TASK DESCRIPTION:
The answer must consist of every line in the data below that holds the word "coordinates".

DATA LISTING:
|---|
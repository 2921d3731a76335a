use anyhow::Result;
use log::{info, warn};

use crate::{
    config::Config,
    model::{Coordinate, ResolvedPlace},
    provider::{GeoMatch, Geocoder, OpenMeteoGeocoder},
};

/// How a place name was turned into coordinates.
#[derive(Debug, Clone, PartialEq)]
pub enum Outcome {
    Geocoded,
    NoMatch,
    /// The lookup failed; the reason is kept for display.
    Failed(String),
}

#[derive(Debug, Clone, PartialEq)]
pub struct Resolution {
    /// The name actually looked up, after blank input was replaced.
    pub query: String,
    pub place: ResolvedPlace,
    pub outcome: Outcome,
}

/// Resolves free-text place names. Never fails: anything but a usable
/// match yields the fallback coordinate.
#[derive(Debug)]
pub struct GeoResolver {
    geocoder: Box<dyn Geocoder>,
    default_place: String,
    fallback: Coordinate,
}

impl GeoResolver {
    pub fn new(geocoder: Box<dyn Geocoder>, default_place: String, fallback: Coordinate) -> Self {
        Self { geocoder, default_place, fallback }
    }

    pub fn from_config(config: &Config) -> Result<Self> {
        let geocoder = OpenMeteoGeocoder::new(config.geocoding_url.clone(), config.timeout())?;
        Ok(Self::new(
            Box::new(geocoder),
            config.default_place.clone(),
            config.fallback_coordinate()?,
        ))
    }

    pub async fn resolve(&self, place: &str) -> ResolvedPlace {
        self.resolve_detailed(place).await.place
    }

    pub async fn resolve_detailed(&self, place: &str) -> Resolution {
        let query = if place.trim().is_empty() {
            self.default_place.clone()
        } else {
            place.to_string()
        };

        let outcome = match self.geocoder.lookup(&query).await {
            Ok(Some(found)) => match Self::accept(&query, found) {
                Ok(place) => {
                    info!(
                        "Geocoded '{query}' -> {} ({})",
                        place.display_name, place.coordinate
                    );
                    return Resolution { query, place, outcome: Outcome::Geocoded };
                }
                Err(reason) => Outcome::Failed(reason),
            },
            Ok(None) => Outcome::NoMatch,
            Err(err) => Outcome::Failed(err.to_string()),
        };

        match &outcome {
            Outcome::Failed(reason) => {
                warn!("Geocoding '{query}' failed ({reason}); using default coordinates")
            }
            _ => warn!("No geocoding results for '{query}'; using default coordinates"),
        }

        let place = ResolvedPlace { coordinate: self.fallback, display_name: query.clone() };
        Resolution { query, place, outcome }
    }

    fn accept(query: &str, found: GeoMatch) -> Result<ResolvedPlace, String> {
        let coordinate =
            Coordinate::new(found.latitude, found.longitude).map_err(|e| e.to_string())?;

        let name = found.name.filter(|n| !n.is_empty()).unwrap_or_else(|| query.to_string());
        let display_name = match found.country.filter(|c| !c.is_empty()) {
            Some(country) => format!("{name}, {country}"),
            None => name,
        };

        Ok(ResolvedPlace { coordinate, display_name })
    }
}
//! Parsing the archive response and reconciling its two time resolutions.
//!
//! The daily section decides which dates exist; hourly temperatures are
//! averaged per calendar date and left-joined onto it.

use chrono::{NaiveDate, NaiveDateTime};
use serde_json::{Map, Value};
use std::collections::HashMap;

use crate::{error::DataShapeError, model::ReconciledRecord};

/// Accepted spellings of the daily weather-code series, most preferred first.
pub const WEATHER_CODE_KEYS: [&str; 2] = ["weather_code", "weathercode"];

const DATE_FORMAT: &str = "%Y-%m-%d";
const TIMESTAMP_FORMATS: [&str; 2] = ["%Y-%m-%dT%H:%M", "%Y-%m-%dT%H:%M:%S"];

/// The parts of an archive response the reconciler reads.
#[derive(Debug, Clone, Default, PartialEq)]
pub struct ArchiveSeries {
    pub daily_dates: Vec<NaiveDate>,
    pub daily_codes: Vec<Option<i64>>,
    pub hourly_times: Vec<NaiveDateTime>,
    pub hourly_temps: Vec<Option<f64>>,
}

impl ArchiveSeries {
    /// Missing or null `daily`/`hourly` sections parse as empty.
    pub fn from_raw(raw: &Value) -> Result<Self, DataShapeError> {
        let daily = section(raw, "daily");
        let hourly = section(raw, "hourly");

        let code_key =
            daily.and_then(|d| WEATHER_CODE_KEYS.into_iter().find(|k| d.contains_key(*k)));

        Ok(Self {
            daily_dates: parse_array(daily, "daily", "time", parse_date)?,
            daily_codes: match code_key {
                Some(key) => parse_array(daily, "daily", key, parse_code)?,
                None => Vec::new(),
            },
            hourly_times: parse_array(hourly, "hourly", "time", parse_timestamp)?,
            hourly_temps: parse_array(hourly, "hourly", "temperature_2m", parse_temperature)?,
        })
    }

    pub fn reconcile(&self) -> Result<Vec<ReconciledRecord>, DataShapeError> {
        reconcile(&self.daily_dates, &self.daily_codes, &self.hourly_times, &self.hourly_temps)
    }
}

/// One record per entry of `daily_dates`, in order, carrying the mean hourly
/// temperature of that date or `None` where no hourly reading matches.
pub fn reconcile(
    daily_dates: &[NaiveDate],
    daily_codes: &[Option<i64>],
    hourly_times: &[NaiveDateTime],
    hourly_temps: &[Option<f64>],
) -> Result<Vec<ReconciledRecord>, DataShapeError> {
    if daily_dates.len() != daily_codes.len() {
        return Err(DataShapeError::LengthMismatch {
            section: "daily",
            left: "time",
            left_len: daily_dates.len(),
            right: "weather_code",
            right_len: daily_codes.len(),
        });
    }

    let means = if hourly_times.is_empty() || hourly_temps.is_empty() {
        HashMap::new()
    } else {
        daily_means(hourly_times, hourly_temps)?
    };

    Ok(daily_dates
        .iter()
        .zip(daily_codes)
        .map(|(date, code)| ReconciledRecord {
            date: *date,
            weather_code: *code,
            temperature: means.get(date).copied().flatten(),
        })
        .collect())
}

/// Arithmetic mean of the non-null temperatures of each calendar date.
///
/// Timestamps are already local to the requested place, so the date is
/// taken as-is.
pub fn daily_means(
    times: &[NaiveDateTime],
    temps: &[Option<f64>],
) -> Result<HashMap<NaiveDate, Option<f64>>, DataShapeError> {
    if times.len() != temps.len() {
        return Err(DataShapeError::LengthMismatch {
            section: "hourly",
            left: "time",
            left_len: times.len(),
            right: "temperature_2m",
            right_len: temps.len(),
        });
    }

    let mut sums: HashMap<NaiveDate, (f64, usize)> = HashMap::new();
    for (time, temp) in times.iter().zip(temps) {
        let entry = sums.entry(time.date()).or_insert((0.0, 0));
        if let Some(t) = temp {
            entry.0 += t;
            entry.1 += 1;
        }
    }

    Ok(sums
        .into_iter()
        .map(|(date, (sum, n))| (date, (n > 0).then(|| sum / n as f64)))
        .collect())
}

fn section<'a>(raw: &'a Value, name: &str) -> Option<&'a Map<String, Value>> {
    raw.get(name).and_then(Value::as_object)
}

fn parse_array<T>(
    section: Option<&Map<String, Value>>,
    section_name: &'static str,
    field: &'static str,
    parse: fn(&Value) -> Option<T>,
) -> Result<Vec<T>, DataShapeError> {
    let Some(value) = section.and_then(|s| s.get(field)) else {
        return Ok(Vec::new());
    };
    if value.is_null() {
        return Ok(Vec::new());
    }

    let items = value
        .as_array()
        .ok_or(DataShapeError::NotAnArray { section: section_name, field })?;

    items
        .iter()
        .enumerate()
        .map(|(index, item)| {
            parse(item).ok_or_else(|| DataShapeError::InvalidValue {
                section: section_name,
                field,
                index,
                value: item.to_string(),
            })
        })
        .collect()
}

fn parse_date(value: &Value) -> Option<NaiveDate> {
    NaiveDate::parse_from_str(value.as_str()?, DATE_FORMAT).ok()
}

fn parse_timestamp(value: &Value) -> Option<NaiveDateTime> {
    let s = value.as_str()?;
    TIMESTAMP_FORMATS
        .iter()
        .find_map(|fmt| NaiveDateTime::parse_from_str(s, fmt).ok())
}

fn parse_code(value: &Value) -> Option<Option<i64>> {
    match value {
        Value::Null => Some(None),
        Value::Number(n) => match n.as_i64() {
            Some(code) => Some(Some(code)),
            None => n
                .as_f64()
                .filter(|f| f.fract() == 0.0 && f.abs() < i64::MAX as f64)
                .map(|f| Some(f as i64)),
        },
        _ => None,
    }
}

fn parse_temperature(value: &Value) -> Option<Option<f64>> {
    match value {
        Value::Null => Some(None),
        other => other.as_f64().map(Some),
    }
}
use anyhow::{Context, Result, anyhow};
use directories::ProjectDirs;
use serde::{Deserialize, Serialize};
use std::{fs, path::PathBuf, time::Duration};

use crate::{chart::RendererConfig, model::Coordinate};

/// Coordinate used when geocoding yields nothing.
#[derive(Debug, Clone, Copy, PartialEq, Serialize, Deserialize)]
#[serde(default)]
pub struct FallbackLocation {
    pub latitude: f64,
    pub longitude: f64,
}

impl Default for FallbackLocation {
    fn default() -> Self {
        Self { latitude: 28.6519, longitude: 77.2315 }
    }
}

/// Top-level configuration stored on disk.
///
/// Example TOML:
/// ```toml
/// output_dir = "plots"
/// default_place = "Lisbon"
///
/// [fallback]
/// latitude = 38.72
/// longitude = -9.14
/// ```
#[derive(Debug, Clone, PartialEq, Serialize, Deserialize)]
#[serde(default)]
pub struct Config {
    /// Directory receiving the raw JSON, selected CSV and chart of every run.
    pub output_dir: PathBuf,

    /// Append-only CSV with one row per run.
    pub run_log: PathBuf,

    pub archive_url: String,
    pub geocoding_url: String,

    /// Timeout applied to each network call.
    pub timeout_secs: u64,

    /// Place used when the user gives a blank name.
    pub default_place: String,

    pub fallback: FallbackLocation,
    pub chart: RendererConfig,
}

impl Default for Config {
    fn default() -> Self {
        Self {
            output_dir: PathBuf::from("plots"),
            run_log: PathBuf::from("saved_data_log.csv"),
            archive_url: "https://archive-api.open-meteo.com/v1/archive".to_string(),
            geocoding_url: "https://geocoding-api.open-meteo.com/v1/search".to_string(),
            timeout_secs: 10,
            default_place: "New Delhi".to_string(),
            fallback: FallbackLocation::default(),
            chart: RendererConfig::default(),
        }
    }
}

impl Config {
    pub fn timeout(&self) -> Duration {
        Duration::from_secs(self.timeout_secs)
    }

    /// The fallback location as a validated coordinate.
    pub fn fallback_coordinate(&self) -> Result<Coordinate> {
        Coordinate::new(self.fallback.latitude, self.fallback.longitude)
            .context("Invalid [fallback] location in config")
    }

    /// Load config from disk, or return defaults if it doesn't exist yet.
    pub fn load() -> Result<Self> {
        let path = Self::config_file_path()?;
        if !path.exists() {
            return Ok(Self::default());
        }

        let contents = fs::read_to_string(&path)
            .with_context(|| format!("Failed to read config file: {}", path.display()))?;

        Self::from_toml(&contents)
            .with_context(|| format!("Failed to parse config file: {}", path.display()))
    }

    pub fn from_toml(contents: &str) -> Result<Self> {
        let cfg: Config = toml::from_str(contents)?;
        cfg.fallback_coordinate()?;
        Ok(cfg)
    }

    /// Save config to disk, creating parent directories as needed.
    pub fn save(&self) -> Result<PathBuf> {
        let path = Self::config_file_path()?;

        if let Some(parent) = path.parent() {
            fs::create_dir_all(parent).with_context(|| {
                format!("Failed to create config directory: {}", parent.display())
            })?;
        }

        let toml =
            toml::to_string_pretty(self).context("Failed to serialize configuration to TOML")?;

        fs::write(&path, toml)
            .with_context(|| format!("Failed to write config file: {}", path.display()))?;

        Ok(path)
    }

    /// Path to the config file.
    pub fn config_file_path() -> Result<PathBuf> {
        let dirs = ProjectDirs::from("dev", "weather-archive", "weather-archive")
            .ok_or_else(|| anyhow!("Could not determine platform config directory"))?;

        Ok(dirs.config_dir().join("config.toml"))
    }
}

#[cfg(test)]
mod tests {
    use super::*;

    #[test]
    fn defaults_match_open_meteo_and_new_delhi() {
        let cfg = Config::default();

        assert_eq!(cfg.output_dir, PathBuf::from("plots"));
        assert_eq!(cfg.run_log, PathBuf::from("saved_data_log.csv"));
        assert_eq!(cfg.timeout(), Duration::from_secs(10));
        assert_eq!(cfg.default_place, "New Delhi");

        let fallback = cfg.fallback_coordinate().expect("default fallback is valid");
        assert_eq!(fallback.latitude(), 28.6519);
        assert_eq!(fallback.longitude(), 77.2315);
    }

    #[test]
    fn partial_file_keeps_defaults_for_missing_keys() {
        let cfg = Config::from_toml(
            r#"
            output_dir = "out"

            [chart]
            width = 640
            "#,
        )
        .expect("partial config must parse");

        assert_eq!(cfg.output_dir, PathBuf::from("out"));
        assert_eq!(cfg.chart.width, 640);
        assert_eq!(cfg.chart.height, RendererConfig::default().height);
        assert_eq!(cfg.default_place, "New Delhi");
        assert_eq!(cfg.archive_url, Config::default().archive_url);
    }

    #[test]
    fn out_of_range_fallback_is_rejected() {
        let err = Config::from_toml(
            r#"
            [fallback]
            latitude = 120.0
            longitude = 0.0
            "#,
        )
        .unwrap_err();

        assert!(err.to_string().contains("Invalid [fallback] location"));
    }

    #[test]
    fn saved_form_parses_back() {
        let mut cfg = Config::default();
        cfg.default_place = "Lisbon".into();

        let text = toml::to_string_pretty(&cfg).expect("config serializes");
        let parsed = Config::from_toml(&text).expect("serialized config parses");

        assert_eq!(parsed, cfg);
    }
}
|---|
OUTPUT:
/// How a place name was turned into coordinates.
                warn!("Geocoding '{query}' failed ({reason}); using default coordinates")
            _ => warn!("No geocoding results for '{query}'; using default coordinates"),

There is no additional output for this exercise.